Only the lines from the beginning of the data below through the line that contains "contiguous region at" should be repeated, exactly as written.
━━━ Data for this task ━━━
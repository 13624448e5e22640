//! Token classification, name matching and the in-place permutation engine.
//!
//! The parser owns one table of borrowed tokens and reorders references in it
//! so that every claimed value and operand ends up in a contiguous region at
//! the front. Declarations record index spans into that table; token contents
//! are never copied.

use crate::decl::{Form, Opt, Operand, View};
use crate::error::{Error, Result};

/// The view a permutation step inserts into, so the step can skip it when
/// adjusting the starts of all the others.
#[derive(Debug, Clone, Copy, PartialEq, Eq)]
enum Target {
    Opt(usize),
    Accum,
}

pub struct Parser<'a> {
    opts: Vec<Opt>,
    opers: Vec<Operand>,
    args: Vec<&'a str>,
    /// Index of the token the next step classifies.
    cursor: usize,
    /// End of the claimed region. Everything at or past it is either
    /// unclassified or an already-consumed slot free to be overwritten.
    /// Never exceeds `cursor`.
    eoval: usize,
    /// Remainder of a grouped short-option token still being consumed.
    group: Option<&'a str>,
    /// Option waiting to claim the next whole token as its value.
    pending: Option<usize>,
    /// Operand tokens claimed but not yet distributed to a slot. Always the
    /// tail of the claimed region.
    accum: View,
    done: bool,
    err: Option<Error>,
}

impl<'a> Parser<'a> {
    /// `args` must exclude the program name.
    pub fn new(
        opts: Vec<Opt>,
        opers: Vec<Operand>,
        args: impl IntoIterator<Item = &'a str>,
    ) -> Self {
        Parser {
            opts,
            opers,
            args: args.into_iter().collect(),
            cursor: 0,
            eoval: 0,
            group: None,
            pending: None,
            accum: View::default(),
            done: false,
            err: None,
        }
    }

    /// Parse one token, or one position of a grouped short-option token.
    ///
    /// `Ok(true)` means there is more input; `Ok(false)` means parsing is
    /// complete, every bound has been checked and every view may be trusted.
    /// After an error the parser state is safe to inspect but stepping
    /// further is unsupported.
    pub fn step(&mut self) -> Result<bool> {
        if self.done {
            return Ok(false);
        }

        if self.cursor >= self.args.len() {
            self.done = true;
            return match self.finish() {
                Ok(()) => Ok(false),
                Err(e) => Err(self.record(e)),
            };
        }

        if let Some(idx) = self.pending.take() {
            let val = self.args[self.cursor];
            let res = self.claim_value(idx, val);
            self.cursor += 1;
            return match res {
                Ok(()) => Ok(true),
                Err(e) => Err(self.record(e)),
            };
        }

        let res = self.classify();
        // A partially consumed group stays on the same token.
        if self.group.is_none() {
            self.cursor += 1;
        }
        match res {
            Ok(()) => Ok(true),
            Err(e) => Err(self.record(e)),
        }
    }

    /// Drain all remaining steps.
    pub fn run(&mut self) -> Result<()> {
        while self.step()? {}
        Ok(())
    }

    /// The first error observed, if any.
    pub fn error(&self) -> Option<Error> {
        self.err
    }

    /// The (permuted) token table all views point into.
    pub fn args(&self) -> &[&'a str] {
        &self.args
    }

    pub fn opts(&self) -> &[Opt] {
        &self.opts
    }

    pub fn opers(&self) -> &[Operand] {
        &self.opers
    }

    /// Find an option by one of its declared names.
    pub fn find(&self, form: Form, name: &str) -> Option<&Opt> {
        self.opts
            .iter()
            .find(|o| o.names(form).iter().any(|n| n == name))
    }

    /// Resolve a claimed view into the tokens it addresses. Only meaningful
    /// after parsing completed without error.
    pub fn values(&self, view: View) -> &[&'a str] {
        match view.start {
            Some(s) => &self.args[s..s + view.len],
            None => &[],
        }
    }

    fn record(&mut self, e: Error) -> Error {
        self.err.get_or_insert(e);
        e
    }

    /// End of input: a pending value is fatal, then every option's count is
    /// checked against its bounds, then the operand pool is distributed.
    fn finish(&mut self) -> Result<()> {
        if self.pending.is_some() {
            return Err(Error::NoValue);
        }
        for opt in &self.opts {
            if !opt.bounds.contains(opt.val.len) {
                return Err(Error::OptionRange);
            }
        }
        self.distribute()
    }

    fn classify(&mut self) -> Result<()> {
        if let Some(group) = self.group.take() {
            return self.parse_short(group);
        }

        let arg = self.args[self.cursor];
        match arg.strip_prefix('-') {
            // Not dashed, or the literal "-": a single operand.
            None | Some("") => self.claim_operand(arg),
            Some(rest) => match rest.strip_prefix('-') {
                Some("") => self.end_of_options(),
                Some(long) => self.parse_long(long),
                None => self.parse_short(rest),
            },
        }
    }

    /// `--`: everything after it is operand material, moved in one block.
    fn end_of_options(&mut self) -> Result<()> {
        let first = self.cursor + 1;
        let n = self.args.len() - first;
        if n > 0 {
            self.args.copy_within(first.., self.eoval);
            if self.accum.start.is_none() {
                self.accum.start = Some(self.eoval);
            }
            self.accum.len += n;
            self.eoval += n;
        }
        // Put the cursor on the last slot so the unconditional advance in
        // `step` lands exactly at the end.
        self.cursor = self.args.len() - 1;
        Ok(())
    }

    fn parse_long(&mut self, fragment: &'a str) -> Result<()> {
        let Some((idx, rest)) = self.match_opt(Form::Long, fragment) else {
            return Err(Error::NotOption);
        };
        if rest.is_empty() {
            self.update_opt(idx, None)
        } else if let Some(attach) = rest.strip_prefix('=') {
            self.update_opt(idx, Some(attach))
        } else {
            // A trailing substring that is neither empty nor a value is not a
            // longer spelling of any declared name.
            Err(Error::NotOption)
        }
    }

    fn parse_short(&mut self, fragment: &'a str) -> Result<()> {
        let Some((idx, rest)) = self.match_opt(Form::Short, fragment) else {
            return Err(Error::NotOption);
        };
        if !self.opts[idx].req && !rest.is_empty() {
            // More grouped flags follow in the same token.
            self.group = Some(rest);
            self.update_opt(idx, None)
        } else {
            self.update_opt(idx, (!rest.is_empty()).then_some(rest))
        }
    }

    /// Resolve `fragment` against the declared names of `form`.
    ///
    /// A name matches when it is a prefix of the fragment. Consuming the
    /// whole fragment is an exact match, returned immediately. Otherwise the
    /// longest loose match wins; a strictly longer candidate is required to
    /// displace the current best, so among equal-length candidates the
    /// earliest declaration wins. Returns the matched option index and the
    /// unconsumed remainder of the fragment.
    fn match_opt(&self, form: Form, fragment: &'a str) -> Option<(usize, &'a str)> {
        let mut loose: Option<(usize, usize)> = None; // (consumed, option index)
        for (i, opt) in self.opts.iter().enumerate() {
            for name in opt.names(form) {
                if name.is_empty() || !fragment.starts_with(name.as_str()) {
                    continue;
                }
                if name.len() == fragment.len() {
                    return Some((i, &fragment[name.len()..]));
                }
                if loose.map_or(true, |(adv, _)| name.len() > adv) {
                    loose = Some((name.len(), i));
                }
            }
        }
        loose.map(|(adv, i)| (i, &fragment[adv..]))
    }

    /// Record a matched option. The occurrence counts immediately, even when
    /// the step ultimately fails with `NotRequired`.
    fn update_opt(&mut self, idx: usize, attach: Option<&'a str>) -> Result<()> {
        self.opts[idx].val.len += 1;
        if self.opts[idx].req {
            match attach {
                Some(val) => self.claim_value(idx, val),
                None => {
                    self.pending = Some(idx);
                    Ok(())
                }
            }
        } else if attach.is_some() {
            Err(Error::NotRequired)
        } else {
            Ok(())
        }
    }

    /// Claim `val` for an option whose occurrence was already counted. Only
    /// the upper bound is checked here; lower bounds are enforced by the
    /// final validation pass.
    fn claim_value(&mut self, idx: usize, val: &'a str) -> Result<()> {
        self.pending = None;
        if !self.opts[idx].bounds.admits(self.opts[idx].val.len) {
            return Err(Error::OptionRange);
        }
        self.permute(Target::Opt(idx), val, false);
        Ok(())
    }

    fn claim_operand(&mut self, arg: &'a str) -> Result<()> {
        self.accum.len += 1;
        self.permute(Target::Accum, arg, true);
        Ok(())
    }

    /// Move a newly claimed token so the claimed region stays contiguous at
    /// `[.., eoval)`: insert `val` at the end of the target view, shifting
    /// the block between it and the boundary one slot right, then bump every
    /// other view whose start index falls inside the shifted range.
    ///
    /// A view claiming its first token starts at the boundary (`at_end`) or
    /// just before the operand accumulator, which is always the tail of the
    /// claimed region.
    fn permute(&mut self, target: Target, val: &'a str, at_end: bool) {
        let fallback = if at_end {
            self.eoval
        } else {
            self.eoval - self.accum.len
        };
        let view = match target {
            Target::Opt(i) => &mut self.opts[i].val,
            Target::Accum => &mut self.accum,
        };
        let start = *view.start.get_or_insert(fallback);
        let pos = start + view.len - 1;

        debug_assert!(self.eoval <= self.cursor);
        debug_assert!(pos <= self.eoval);

        self.args.copy_within(pos..self.eoval, pos + 1);
        self.args[pos] = val;
        self.eoval += 1;

        for i in 0..self.opts.len() {
            if target != Target::Opt(i) {
                self.opts[i].val.bump(pos, self.eoval);
            }
        }
        if target != Target::Accum {
            self.accum.bump(pos, self.eoval);
        }
    }

    /// Distribute the accumulated operand pool across the declared slots in
    /// order: every slot first receives its required minimum, then its share
    /// of the surplus, capped by its upper bound; an unbounded slot absorbs
    /// all surplus still available when it is processed.
    fn distribute(&mut self) -> Result<()> {
        let count = self.accum.len;
        let total_lower: usize = self.opers.iter().map(|o| o.bounds.lower()).sum();
        if count < total_lower {
            return Err(Error::OperandRange);
        }

        let mut extra = count - total_lower;
        let mut required = total_lower;

        for oper in &mut self.opers {
            let consumed = count - (extra + required);
            oper.val.start = self.accum.start.map(|s| s + consumed);

            let share = required.min(oper.bounds.lower());
            oper.val.len += share;
            required -= share;

            let share = if oper.bounds.is_unbounded() {
                extra
            } else {
                extra.min(oper.bounds.upper().saturating_sub(oper.val.len))
            };
            oper.val.len += share;
            extra -= share;
        }

        if extra > 0 || required > 0 {
            return Err(Error::OperandRange);
        }
        Ok(())
    }
}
━━━
### Your solution
repository 13624448e5e22640
//! Token classification, name matching and the in-place permutation engine.
//!
//! The parser owns one table of borrowed tokens and reorders references in it
//! so that every claimed value and operand ends up in a contiguous region at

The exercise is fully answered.